HD 91312 is a multiple star system in the northern circumpolar constellation Ursa Major. Faintly visible to the naked eye, it is the brightest star of Ursa Major without Flamsteed designation with a combined apparent visual magnitude of 4.72. The system is located at a distance of 109 light-years from the Sun based on parallax. The radial velocity is poorly constrained, but it appears to be drifting further away at a rate of ~9 km/s.

This was identified as a visual binary by John Herschel in 1831. The pair have an angular separation of 23 arcsecond, equivalent to a linear projected separation of 796 AU. Variations in the radial velocity as well as direct imaging, indicate the presence of a low-mass stellar companion. This companion is an early-to-mid red dwarf, and orbits the primary on an edge-on orbit with a semi-major axis of 9.7 au. This is a young system with an age of around 200 million years. It display an infrared excess from a circumstellar disk of dusty debris. It has a mean temperature of 35 K and is orbiting 218.1 AU from the inner pair.

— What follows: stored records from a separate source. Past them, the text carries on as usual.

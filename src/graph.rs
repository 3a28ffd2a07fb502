//! In-memory dependency graph.
//!
//! Packages live in a flat arena and refer to each other by import path, the
//! same way they are persisted. Every edge is written on both sides at once
//! (`deps` on the dependent, `required_by` on the dependency) so the two
//! directions stay symmetric.

use anyhow::{Result, bail};
use log::debug;
use std::collections::{BTreeMap, HashSet};

use crate::error::BekuError;
use crate::import_path::{CGO_IMPORT, first_segment, has_path_prefix, is_ignored_dir};
use crate::package::{Package, PackageState};

#[derive(Debug, Default)]
pub struct Graph {
    pkgs: Vec<Package>,
    excludes: Vec<String>,
    missing: Vec<String>,
    std: Vec<String>,
    dirty: bool,
}

impl Graph {
    pub fn new() -> Self {
        Self::default()
    }

    pub fn pkgs(&self) -> &[Package] {
        &self.pkgs
    }

    pub fn pkg(&self, idx: usize) -> &Package {
        &self.pkgs[idx]
    }

    pub fn pkg_mut(&mut self, idx: usize) -> &mut Package {
        &mut self.pkgs[idx]
    }

    pub fn len(&self) -> usize {
        self.pkgs.len()
    }

    pub fn is_empty(&self) -> bool {
        self.pkgs.is_empty()
    }

    pub fn excludes(&self) -> &[String] {
        &self.excludes
    }

    pub fn missing(&self) -> &[String] {
        &self.missing
    }

    pub fn std_pkgs(&self) -> &[String] {
        &self.std
    }

    pub fn set_std(&mut self, std: Vec<String>) {
        self.std = std;
    }

    /// True when the top-level segment of `import_path` is a standard
    /// library package.
    pub fn is_std(&self, import_path: &str) -> bool {
        let top = first_segment(import_path);
        self.std.iter().any(|s| s == top)
    }

    pub fn is_dirty(&self) -> bool {
        self.dirty
    }

    pub fn set_dirty(&mut self) {
        self.dirty = true;
    }

    pub fn clear_dirty(&mut self) {
        self.dirty = false;
    }

    /// Called after loading the database.
    pub fn mark_loaded(&mut self) {
        for pkg in &mut self.pkgs {
            pkg.state = PackageState::Loaded;
        }
        self.dirty = false;
    }

    /// Called after a successful save.
    pub fn mark_saved(&mut self) {
        for pkg in &mut self.pkgs {
            pkg.state = PackageState::Saved;
        }
        self.dirty = false;
    }

    pub fn index_of(&self, import_path: &str) -> Option<usize> {
        self.pkgs.iter().position(|p| p.import_path == import_path)
    }

    pub fn get(&self, import_path: &str) -> Option<&Package> {
        self.index_of(import_path).map(|idx| &self.pkgs[idx])
    }

    /// Tracked package with the longest import path that is a path prefix of
    /// `import_path`.
    fn find_by_prefix(&self, import_path: &str) -> Option<usize> {
        self.pkgs
            .iter()
            .enumerate()
            .filter(|(_, p)| has_path_prefix(import_path, &p.import_path))
            .max_by_key(|(_, p)| p.import_path.len())
            .map(|(idx, _)| idx)
    }

    /// Lookup by exact import path, then by exact remote URL.
    pub fn find_exact(&self, import_path: &str, remote_url: &str) -> Option<usize> {
        self.index_of(import_path).or_else(|| {
            if remote_url.is_empty() {
                return None;
            }
            self.pkgs.iter().position(|p| p.remote_url == remote_url)
        })
    }

    /// Lookup by exact import path, then exact remote URL, then import path
    /// prefix so that a sub-package resolves to its repository.
    pub fn get_package_from_db(&self, import_path: &str, remote_url: &str) -> Option<usize> {
        if import_path.is_empty() && remote_url.is_empty() {
            return None;
        }
        self.find_exact(import_path, remote_url)
            .or_else(|| self.find_by_prefix(import_path))
    }

    /// An import path is excluded when it or one of its parents is on the
    /// exclude list.
    pub fn is_excluded(&self, import_path: &str) -> bool {
        !import_path.is_empty()
            && self
                .excludes
                .iter()
                .any(|ex| has_path_prefix(import_path, ex))
    }

    /// Add `import_path` to the exclude list. Returns false if it was already
    /// there.
    pub fn add_exclude(&mut self, import_path: &str) -> bool {
        let import_path = import_path.trim();
        if import_path.is_empty() || self.excludes.iter().any(|ex| ex == import_path) {
            return false;
        }
        self.excludes.push(import_path.to_string());
        self.dirty = true;
        true
    }

    pub fn add_missing(&mut self, import_path: &str) -> bool {
        if self.is_excluded(import_path) || self.missing.iter().any(|m| m == import_path) {
            return false;
        }
        self.missing.push(import_path.to_string());
        true
    }

    /// Append a package. Its missing imports are registered in the graph.
    pub fn add_package(&mut self, pkg: Package) -> Result<usize> {
        if self.index_of(&pkg.import_path).is_some() {
            bail!("package '{}' is already tracked", pkg.import_path);
        }
        for missing in &pkg.deps_missing {
            if !self.is_excluded(missing) && !self.missing.contains(missing) {
                self.missing.push(missing.clone());
            }
        }
        self.pkgs.push(pkg);
        Ok(self.pkgs.len() - 1)
    }

    fn link(&mut self, from: usize, to: usize) -> bool {
        let from_ip = self.pkgs[from].import_path.clone();
        let to_ip = self.pkgs[to].import_path.clone();
        let added_dep = self.pkgs[from].push_dep(&to_ip);
        let added_req = self.pkgs[to].push_required_by(&from_ip);
        added_dep || added_req
    }

    /// Classify one import of package `idx`.
    ///
    /// Empty, self, vendored, cgo, standard library and excluded imports are
    /// ignored and return false. An import provided by a tracked package
    /// links the two packages; anything else is recorded as missing.
    pub fn add_dep(&mut self, idx: usize, import_path: &str) -> bool {
        let import_path = import_path.trim();
        if import_path.is_empty()
            || has_path_prefix(import_path, &self.pkgs[idx].import_path)
            || is_ignored_dir(first_segment(import_path))
            || import_path == CGO_IMPORT
            || self.is_std(import_path)
            || self.is_excluded(import_path)
        {
            return false;
        }

        match self.find_by_prefix(import_path) {
            Some(target) if target != idx => {
                self.link(idx, target);
                true
            }
            Some(_) => false,
            None => {
                self.pkgs[idx].push_missing(import_path);
                self.add_missing(import_path);
                true
            }
        }
    }

    fn edge_count(&self) -> usize {
        self.pkgs
            .iter()
            .map(|p| p.deps.len() + p.deps_missing.len() + p.required_by.len())
            .sum()
    }

    /// Link every import of package `idx` as reported by the build tool.
    /// Returns whether any edge was added.
    pub fn link_imports(&mut self, idx: usize, imports: &[String]) -> bool {
        let before = self.edge_count();
        for import in imports {
            self.add_dep(idx, import);
        }
        before != self.edge_count()
    }

    /// Resolve missing imports provided by `new_pkg` in every tracked package
    /// and in the missing registry.
    pub fn update_missing(&mut self, new_pkg: &mut Package, add_as_dep: bool) -> bool {
        let mut changed = false;
        for pkg in &mut self.pkgs {
            if pkg.update_missing_dep(new_pkg, add_as_dep) {
                debug!("{}: resolved missing {}", pkg.import_path, new_pkg.import_path);
                changed = true;
            }
        }

        let before = self.missing.len();
        self.missing
            .retain(|m| !has_path_prefix(m, &new_pkg.import_path));
        changed |= before != self.missing.len();

        if changed {
            self.dirty = true;
        }
        changed
    }

    /// [`Graph::update_missing`] for a package that is already tracked.
    pub fn update_missing_at(&mut self, idx: usize, add_as_dep: bool) -> bool {
        let mut pkg = std::mem::take(&mut self.pkgs[idx]);
        let changed = self.update_missing(&mut pkg, add_as_dep);
        self.pkgs[idx] = pkg;
        changed
    }

    /// Replace references to `old` with `new` after a package moved.
    pub fn rename_refs(&mut self, old: &str, new: &str) {
        for pkg in &mut self.pkgs {
            for dep in pkg.deps.iter_mut().chain(pkg.required_by.iter_mut()) {
                if dep == old {
                    *dep = new.to_string();
                }
            }
        }
    }

    /// Decide which packages become unused when `import_path` is removed.
    ///
    /// Every package reachable through `deps` starts as a removal candidate
    /// (`true`). A candidate required by any package outside the candidate
    /// set is kept (`false`), and that repeats until nothing changes, so a
    /// shared dependency is only removed once all of its requirers are.
    pub fn filter_unused_deps(&self, import_path: &str) -> BTreeMap<String, bool> {
        let mut unused = BTreeMap::new();
        let mut stack = vec![import_path.to_string()];
        let mut seen = HashSet::new();

        while let Some(ip) = stack.pop() {
            if !seen.insert(ip.clone()) {
                continue;
            }
            let Some(pkg) = self.get(&ip) else {
                continue;
            };
            unused.insert(ip, true);
            stack.extend(pkg.deps.iter().rev().cloned());
        }

        loop {
            let mut changed = false;
            let candidates: Vec<String> = unused
                .iter()
                .filter(|(ip, marked)| **marked && ip.as_str() != import_path)
                .map(|(ip, _)| ip.clone())
                .collect();

            for ip in candidates {
                let Some(pkg) = self.get(&ip) else {
                    continue;
                };
                let required_outside = pkg
                    .required_by
                    .iter()
                    .any(|req| !unused.get(req).copied().unwrap_or(false));
                if required_outside {
                    debug!("{} is still required, keeping it", ip);
                    unused.insert(ip, false);
                    changed = true;
                }
            }
            if !changed {
                break;
            }
        }

        unused
    }

    /// Order the marked packages so that every package comes after all of
    /// its requirers.
    pub fn removal_order(&self, unused: &BTreeMap<String, bool>) -> Vec<String> {
        let mut pending: Vec<String> = unused
            .iter()
            .filter(|(_, marked)| **marked)
            .map(|(ip, _)| ip.clone())
            .collect();
        let mut order: Vec<String> = Vec::with_capacity(pending.len());

        while !pending.is_empty() {
            let (ready, rest): (Vec<String>, Vec<String>) =
                pending.into_iter().partition(|ip| {
                    self.get(ip)
                        .is_none_or(|p| p.required_by.iter().all(|req| order.contains(req)))
                });
            if ready.is_empty() {
                // Packages requiring each other: any order will do.
                order.extend(rest);
                break;
            }
            order.extend(ready);
            pending = rest;
        }
        order
    }

    /// Drop a package and strip every reference to it, without checking
    /// whether it is still required.
    pub fn detach(&mut self, import_path: &str) -> Option<Package> {
        let idx = self.index_of(import_path)?;
        let pkg = self.pkgs.remove(idx);
        for other in &mut self.pkgs {
            other.remove_dep(import_path);
            other.remove_required_by(import_path);
        }
        self.rebuild_missing();
        self.dirty = true;
        Some(pkg)
    }

    /// Recompute the missing registry from the missing imports of the
    /// packages still tracked.
    fn rebuild_missing(&mut self) {
        let mut missing: Vec<String> = Vec::new();
        for pkg in &self.pkgs {
            for ip in &pkg.deps_missing {
                if !self.is_excluded(ip) && !missing.contains(ip) {
                    missing.push(ip.clone());
                }
            }
        }
        self.missing = missing;
    }

    /// Drop a package that nothing requires anymore.
    pub fn remove_package(&mut self, import_path: &str) -> Result<Package> {
        let Some(pkg) = self.get(import_path) else {
            return Err(BekuError::PackageNotFound(import_path.to_string()).into());
        };
        if !pkg.required_by.is_empty() {
            return Err(BekuError::PackageRequired {
                import_path: import_path.to_string(),
                required_by: pkg.required_by.clone(),
            }
            .into());
        }
        self.detach(import_path)
            .ok_or_else(|| BekuError::PackageNotFound(import_path.to_string()).into())
    }

    /// Put `import_path` on the exclude list and forget everything the graph
    /// knows about it. Returns whether the graph changed.
    pub fn exclude(&mut self, import_path: &str) -> bool {
        let import_path = import_path.trim();
        if import_path.is_empty() {
            return false;
        }

        let mut changed = self.add_exclude(import_path);

        let excluded: Vec<String> = self
            .pkgs
            .iter()
            .filter(|p| has_path_prefix(&p.import_path, import_path))
            .map(|p| p.import_path.clone())
            .collect();
        for ip in excluded {
            debug!("excluding tracked package {}", ip);
            self.detach(&ip);
            changed = true;
        }

        let mut excluded_pkg = Package::default();
        excluded_pkg.import_path = import_path.to_string();
        changed |= self.update_missing(&mut excluded_pkg, false);

        for pkg in &mut self.pkgs {
            changed |= pkg.remove_required_by(import_path);
            changed |= pkg.remove_dep(import_path);
        }

        if changed {
            self.dirty = true;
        }
        changed
    }
}
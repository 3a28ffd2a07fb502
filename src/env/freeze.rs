use anyhow::Result;
use log::warn;
use std::io::Write;

use super::Env;
use crate::build::BuildTool;
use crate::runtime::{Runtime, is_dir_empty};
use crate::vcs::Vcs;

impl<R: Runtime, V: Vcs, B: BuildTool> Env<R, V, B> {
    /// Make the source tree match the database: clone what is missing, check
    /// out the recorded version of what exists and, after confirmation,
    /// delete checkouts the database does not know about.
    pub fn freeze(&mut self) -> Result<()> {
        for idx in 0..self.graph.len() {
            let empty = is_dir_empty(&self.runtime, &self.graph.pkg(idx).full_path);
            if empty {
                writeln!(
                    self.out,
                    ">>> Installing {} at {}",
                    self.graph.pkg(idx).import_path,
                    self.graph.pkg(idx).version()
                )?;
                let mut pkg = std::mem::take(self.graph.pkg_mut(idx));
                let installed = self.install_package(&mut pkg);
                *self.graph.pkg_mut(idx) = pkg;
                installed?;
            } else {
                let pkg = self.graph.pkg(idx);
                writeln!(
                    self.out,
                    ">>> Checking out {} at {}",
                    pkg.import_path,
                    pkg.version()
                )?;
                pkg.checkout(&self.vcs, pkg.version())?;
            }
        }

        let unused = self.get_unused()?;
        if !unused.is_empty() {
            let names: Vec<String> = unused.iter().map(|p| p.import_path.clone()).collect();
            self.print_list("The following packages are not in the database:", &names)?;
            if self.confirm("Remove unused packages?", true)? {
                let src_dir = self.src_dir();
                for pkg in &unused {
                    pkg.remove(&self.runtime, &self.build, &src_dir)?;
                    writeln!(self.out, ">>> {} removed.", pkg.import_path)?;
                }
            }
        }

        for idx in 0..self.graph.len() {
            match self.scan_deps(idx) {
                Ok(true) => self.graph.set_dirty(),
                Ok(false) => {}
                Err(err) => warn!("{:#}", err),
            }
        }

        if !self.config.no_deps {
            self.install_missing()?;
        }
        Ok(())
    }
}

This star is relatively bright, but it was rarely included in old catalogues. Catalogues and atlases it was not included in are, for example, those by Ptolemy and all its derivatives and translations (by as-Sufi, al-Biruni, Ulugh Beg, Copernicus, Clavius, etc.), Tycho Brahe, de Houtman, Bayer, Kepler, Schiller, Halley, Flamsteed (as well as published by Carolina Herschel in 1798 catalogue of stars, observed by Flamsteed, but not inserted in his British Catalogue) and Bradley. Catalogues and atlases it was included in are those by Hevelius (1690) (65th in Ursa Major, designated In Ungula sinistri Pedis poster. trium sequens) and Bode (1801) (number 157 of Ursa Major). Bode used extended Bayer designations for some stars, and HD 91312 also was assigned designation "w", whereas original Bayer designations for Ursa Major stars are all Greek letters and Latin letters from "A" to "h".